The first is dish towels... I try to be as green as possible so I will use dish towels to clean up spills before reaching for paper towels if the spill isn't totally gross so,,,, I have used my dish towels to clean up flour spill and other food spills before. I can't figure out if I'm just supposed to put them through the sanitize cycle in my washer or if I need new towels. 

Second is my cast iron... I cook most of our food with it so it has had gluten containing products in it. I have read that I should get rid of it and I have read to put it through the oven on the self clean cycle and re-season it... My oven says I can't leave the racks or anything else in the oven during the self clean cycle... so my question is... which is correct - ditch it or clean it? And if the answer is clean it any ideas how I get around the limitations of my oven?
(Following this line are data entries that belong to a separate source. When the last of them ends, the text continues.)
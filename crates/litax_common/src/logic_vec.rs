//! Packed multi-bit signal values.

use crate::logic::Logic;
use serde::{Deserialize, Serialize};
use std::fmt;

/// A vector of [`Logic`] values, bit 0 being the least significant.
///
/// Each value takes 2 bits of storage, so one `u64` word holds 32 of them.
#[derive(Clone, PartialEq, Eq, Hash, Serialize, Deserialize)]
pub struct LogicVec {
    width: u32,
    data: Vec<u64>,
}

const VALUES_PER_WORD: u32 = 32;

impl LogicVec {
    /// Creates an all-`Zero` vector of the given width.
    pub fn new(width: u32) -> Self {
        Self {
            width,
            data: vec![0; word_count(width)],
        }
    }

    /// Creates an all-`X` vector of the given width.
    pub fn all_x(width: u32) -> Self {
        let mut v = Self::new(width);
        for i in 0..width {
            v.set(i, Logic::X);
        }
        v
    }

    /// Number of bits.
    pub fn width(&self) -> u32 {
        self.width
    }

    /// Reads bit `index`.
    ///
    /// # Panics
    ///
    /// Panics if `index >= self.width()`.
    pub fn get(&self, index: u32) -> Logic {
        assert!(
            index < self.width,
            "index {index} out of bounds for width {}",
            self.width
        );
        let word = (index / VALUES_PER_WORD) as usize;
        let shift = (index % VALUES_PER_WORD) * 2;
        match (self.data[word] >> shift) & 0b11 {
            0 => Logic::Zero,
            1 => Logic::One,
            2 => Logic::X,
            _ => Logic::Z,
        }
    }

    /// Writes bit `index`.
    ///
    /// # Panics
    ///
    /// Panics if `index >= self.width()`.
    pub fn set(&mut self, index: u32, value: Logic) {
        assert!(
            index < self.width,
            "index {index} out of bounds for width {}",
            self.width
        );
        let word = (index / VALUES_PER_WORD) as usize;
        let shift = (index % VALUES_PER_WORD) * 2;
        let mask = !(0b11u64 << shift);
        self.data[word] = (self.data[word] & mask) | ((value as u64) << shift);
    }

    /// Creates a 1-bit vector.
    pub fn from_bool(value: bool) -> Self {
        let mut v = Self::new(1);
        v.set(0, Logic::from(value));
        v
    }

    /// Creates a vector from the low `width` bits of `value`.
    pub fn from_u64(value: u64, width: u32) -> Self {
        let mut v = Self::new(width);
        for i in 0..width.min(64) {
            if (value >> i) & 1 != 0 {
                v.set(i, Logic::One);
            }
        }
        v
    }

    /// Iterates bits from the most significant down to bit 0.
    pub fn iter_msb_first(&self) -> impl Iterator<Item = Logic> + '_ {
        (0..self.width).rev().map(move |i| self.get(i))
    }
}

impl fmt::Display for LogicVec {
    fn fmt(&self, f: &mut fmt::Formatter<'_>) -> fmt::Result {
        for bit in self.iter_msb_first() {
            write!(f, "{bit}")?;
        }
        Ok(())
    }
}

impl fmt::Debug for LogicVec {
    fn fmt(&self, f: &mut fmt::Formatter<'_>) -> fmt::Result {
        write!(f, "LogicVec({self})")
    }
}

fn word_count(width: u32) -> usize {
    width.div_ceil(VALUES_PER_WORD) as usize
}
For the two larger pieces I use most often I have no problem replacing those as I bought them. I have a few small pans that are heirloom and I would love to keep using them. But if necessary I'll just set them out as decorations.

Third... my knives. They are stainless but have plastic handles. I've read so much about gluten getting into crevices... I'm wondering if I have to replace the knives because of the plastic. Can gluten be stuck where the metal enters the plastic? Or is absorption into the plastic an issue in and of itself?

Thank you for the help. My daughter was diagnosed three months ago with type 1 diabetes... we were just getting a handle on that when this came along too... I know we'll get to a new state of "normal" but in the mean time we need all the help we can get.  =)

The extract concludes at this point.